It's been a long time between updates, but I've been busy - Honest! I've even managed to work a little on the Mike. Also, I'm not showing some things this time because they are not quite ready. I felt burned out on the frame even though it was not done and thought a change of tune would be appropriate. Let's bend some metal!
The boiler was rolled from .040" brass sheet. This gives a nice, substantial boiler, but it is almost impossible to form without a slipforming rolling machine. Mine has 1" dia. rollers and could barely handle the job. But it did! It is shown assembled, but is made from three subassemblies for ease of fabrication. Each subassembly is silver soldered together with EasyFlo silver solder using a large propane/air torch. I will use a tin/silver soft solder to join the subassemblies. The EasyFlo melts at about 1170 F and the tin/silver at 430 F so there will be no unsoldering of the subassemblies during final soldering.
I turned brass rings from .250" or .500" plate to force the shape of the boiler to remain circular and to provide a lap joint when soldering the subassemblies together.
The smokebox section was made of .040" sheet, too, rolled and then covered with a sheet of .016" brass sheet. I did this so I could easily emboss the required rivet detail on the thinner sheet. The rivets were embossed on my home-made CNC rivet machine. If anyone is actually still reading this article and is interested in the details of this machine, tell me and I'll post what I can. Many PRR locos used conical rivets for the row behind the stack. I thought that the L2s might have them there as well. Photos were of no help in this case. To make the conical heads, I made a male/female rivet die set. This worked surprisingly well, I wish the photos could capture the effect. Making a die set is fairly easy if you have a lathe - even a Sherline sized one. I'll describe the process I use if anyone wants to ask.

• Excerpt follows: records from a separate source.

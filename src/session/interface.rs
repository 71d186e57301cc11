//! Traits implemented by the AR runtime binding

use crate::core::Pose;
use crate::session::{AnchorId, HitResult, SessionResult, TrackingState};
use nalgebra::Matrix4;

/// One tick's snapshot of the tracked camera
pub trait TrackingFrame {
    /// Current camera tracking quality
    fn tracking_state(&self) -> TrackingState;

    /// Camera projection matrix for the given clip planes (meters)
    fn projection_matrix(&self, near: f64, far: f64) -> Matrix4<f64>;

    /// World-to-camera view matrix
    fn view_matrix(&self) -> Matrix4<f64>;

    /// Intersect the ray through pixel `(x, y)` with tracked geometry.
    /// Results are sorted nearest first.
    fn hit_test(&self, x: f64, y: f64) -> Vec<HitResult>;
}

/// Anchor management surface of the AR session
pub trait ArSession {
    /// Bind a persistent anchor at the hit location
    fn create_anchor(&mut self, hit: &HitResult) -> SessionResult<AnchorId>;

    /// Detach an anchor and free its session resources
    fn detach_anchor(&mut self, id: AnchorId) -> SessionResult<()>;

    /// Current world pose of a live anchor. The session may refine it
    /// between frames, so callers must not cache the result.
    fn anchor_pose(&self, id: AnchorId) -> SessionResult<Pose>;
}
//! Core types and constants for the measurement engine

pub mod types;
pub mod constants;

pub use types::*;
pub use constants::*;
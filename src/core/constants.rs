//! Physical constants and engine defaults

/// Length of one inch in meters (exact by definition)
pub const METERS_PER_INCH: f64 = 0.0254;

/// Inches per foot
pub const INCHES_PER_FOOT: f64 = 12.0;

/// Default near clip plane handed to the tracking frame (meters)
pub const DEFAULT_NEAR_PLANE_M: f64 = 0.1;

/// Default far clip plane handed to the tracking frame (meters)
pub const DEFAULT_FAR_PLANE_M: f64 = 100.0;

/// Lower clamp for the calibration scale
pub const MIN_CALIBRATION_SCALE: f64 = 0.7;

/// Upper clamp for the calibration scale
pub const MAX_CALIBRATION_SCALE: f64 = 1.3;

/// Shortest raw reference distance accepted during calibration (meters)
pub const MIN_PLAUSIBLE_REFERENCE_M: f64 = 0.06;

/// Longest raw reference distance accepted during calibration (meters)
pub const MAX_PLAUSIBLE_REFERENCE_M: f64 = 0.15;

/// Diagonal of an ISO/IEC 7810 ID-1 card (85.60 mm x 53.98 mm)
pub const BANK_CARD_DIAGONAL_M: f64 = 0.1012;

/// Clip-space `w` magnitudes below this are treated as zero
pub const CLIP_W_EPSILON: f64 = 1e-9;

You can see from the photos that I have made the openings for the stack and PRR style bell. This bell mounted directly on the boiler necessitating a hole in the lagging. This is what I am trying to simulate here. This detail is rarely modeled. I intend to cover the .040" thick brass with .004" brass sheet that will simulate the sheet steel lagging covering. Typically, the PRR used up to six sheets per boiler course that were joined by small rivets. Ever look closely at a PRR engine and notice horizontal lines of rivets on the lagging covering? The most obvious row is often seen near the handrails.
If your technically inclined, you should like this section. Have you ever tried to make a dome? It's hard! Especially if you want it to look real. I am a lucky man being at the right place at the right time. My firm has 3D computer modeling software, rapid prototyping machinery and a small investment casting foundry. I have been able to learn these skills so I can operate all these things when no one is looking. I drew the domes and stack in ProEngineer modeling software, ran the file on our Invision RP machine, and used this part just as if it were wax and made investment cast pieces. What fun!
The Invision people say you cannot cast their parts, but this is clearly incorrect. My firm spent many hours and considerable money developing the casting process for it's products (mostly superalloys). In the photo above, you can see the results. The white part is the Invision RP dome and the cleaned up casting next to it is the finished dome ready for placing on the boiler. You can see raw castings of the stack and steam dome next to their cleaned up counterparts. If you click on the photo, you will go to a larger image which will show the detail better - especially notice the attachment lugs on the stack base.
I have test fitted one side of the engine's valve gear in this photo. Again, I made all the casting patterns. I have always hated valve gear made in brass because if it was made to scale it was flimsy and easily damaged or bent. The castings you see above are not made from brass! No, no, they're made from a special copper alloy - a type of aluminum bronze - that is much stronger than brass and can be heat treated so that it is stronger than common steel. This alloy has been used often in surgical instruments. I plan to plate these parts with an electroless nickel process that will (I hope) mimic the appearance of steel. Why not cast the parts from steel to begin with? I could have done so, but this alloy makes the best castings I have ever seen. The detail pickup is phenomenal. I would have made all the cast parts for the L2s from this alloy, but it has one serious drawback: It cannot be soft soldered.
These are a few of the items that almost always appear on PRR locos. The door dogs and Sellers starting valve look a little generic, but the pilot brackets, door hinges, pilot and tender cut lever brackets, and electrical junction boxes are pure Pennsy. I also made the distinctive PRR handrail stanchions, but the L2s did not use them.
I am especially pleased with my PRR standard marker lights. Notice the conduit boss and the handle to rotate the light "helmet"? Compare the above with drawings that appeared a few years ago in the "Keystone"
Ok, so I had to shoot it upside down! Recognize it? It's a hip joint casing. On the real loco, this piece is the top front of the boiler firebox lagging that gives the PRR the "PRR look"! Except for the flanges, this is exactly like the real deal used on a 4-4-2 E6s and 4-6-0 G5 locos. Maybe there's an E6s or G5 in my future. Then again, maybe I should quit fooling around and stick to building the L2s.